Dataset entries:

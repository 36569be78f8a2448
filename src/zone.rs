// src/zone.rs
//
// Region of interest. Detections only count when their centroid falls on
// or inside this polygon.

use crate::error::RegionError;
use crate::types::Point;

#[derive(Debug, Clone, PartialEq, Eq)]
pub struct Region {
    vertices: Vec<Point>,
}

impl Region {
    pub fn new(vertices: Vec<Point>) -> Result<Self, RegionError> {
        if vertices.len() < 3 {
            return Err(RegionError::TooFewPoints(vertices.len()));
        }
        Ok(Self { vertices })
    }

    pub fn from_config(polygon: &[[i32; 2]]) -> Result<Self, RegionError> {
        Self::new(polygon.iter().copied().map(Point::from).collect())
    }

    pub fn vertices(&self) -> &[Point] {
        &self.vertices
    }

    /// Crossing-number test where points on an edge or vertex count as inside.
    pub fn contains(&self, p: Point) -> bool {
        let n = self.vertices.len();
        let mut inside = false;

        for i in 0..n {
            let a = self.vertices[i];
            let b = self.vertices[(i + 1) % n];

            if on_segment(a, b, p) {
                return true;
            }

            if (a.y > p.y) != (b.y > p.y) {
                // p.x < x-of-edge-at-p.y, cross-multiplied by dy to stay in integers
                let dy = wide(b.y) - wide(a.y);
                let lhs = (wide(p.x) - wide(a.x)) * dy;
                let rhs = (wide(b.x) - wide(a.x)) * (wide(p.y) - wide(a.y));
                let left_of_edge = if dy > 0 { lhs < rhs } else { lhs > rhs };
                if left_of_edge {
                    inside = !inside;
                }
            }
        }

        inside
    }
}

/// Differences of two `i32`s need 33 bits and their products 66, so all
/// edge arithmetic runs in `i128`.
fn wide(v: i32) -> i128 {
    v as i128
}

fn on_segment(a: Point, b: Point, p: Point) -> bool {
    let cross = (wide(b.x) - wide(a.x)) * (wide(p.y) - wide(a.y))
        - (wide(b.y) - wide(a.y)) * (wide(p.x) - wide(a.x));
    cross == 0
        && p.x >= a.x.min(b.x)
        && p.x <= a.x.max(b.x)
        && p.y >= a.y.min(b.y)
        && p.y <= a.y.max(b.y)
}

_ASSIGNMENT_:
Go through the data above and transcribe every entry exactly.

_RESPONSE TO THE TASK_:
repository 36569be78f8a2448
filename src/zone.rs
// src/zone.rs
//
// Region of interest. Detections only count when their centroid falls on
// or inside this polygon.

use crate::error::RegionError;
use crate::types::Point;

#[derive(Debug, Clone, PartialEq, Eq)]
pub struct Region {
    vertices: Vec<Point>,
}

impl Region {
    pub fn new(vertices: Vec<Point>) -> Result<Self, RegionError> {
        if vertices.len() < 3 {
            return Err(RegionError::TooFewPoints(vertices.len()));
        }
        Ok(Self { vertices })
    }

    pub fn from_config(polygon: &[[i32; 2]]) -> Result<Self, RegionError> {
        Self::new(polygon.iter().copied().map(Point::from).collect())
    }

    pub fn vertices(&self) -> &[Point] {
        &self.vertices
    }

    /// Crossing-number test where points on an edge or vertex count as inside.
    pub fn contains(&self, p: Point) -> bool {
        let n = self.vertices.len();
        let mut inside = false;

        for i in 0..n {
            let a = self.vertices[i];
            let b = self.vertices[(i + 1) % n];

            if on_segment(a, b, p) {
                return true;
            }

            if (a.y > p.y) != (b.y > p.y) {
                // p.x < x-of-edge-at-p.y, cross-multiplied by dy to stay in integers
                let dy = wide(b.y) - wide(a.y);
                let lhs = (wide(p.x) - wide(a.x)) * dy;
                let rhs = (wide(b.x) - wide(a.x)) * (wide(p.y) - wide(a.y));
                let left_of_edge = if dy > 0 { lhs < rhs } else { lhs > rhs };
                if left_of_edge {
                    inside = !inside;
                }
            }
        }

        inside
    }
}

/// Differences of two `i32`s need 33 bits and their products 66, so all
/// edge arithmetic runs in `i128`.
fn wide(v: i32) -> i128 {
    v as i128
}

fn on_segment(a: Point, b: Point, p: Point) -> bool {
    let cross = (wide(b.x) - wide(a.x)) * (wide(p.y) - wide(a.y))
        - (wide(b.y) - wide(a.y)) * (wide(p.x) - wide(a.x));
    cross == 0
        && p.x >= a.x.min(b.x)
        && p.x <= a.x.max(b.x)
        && p.y >= a.y.min(b.y)
        && p.y <= a.y.max(b.y)
}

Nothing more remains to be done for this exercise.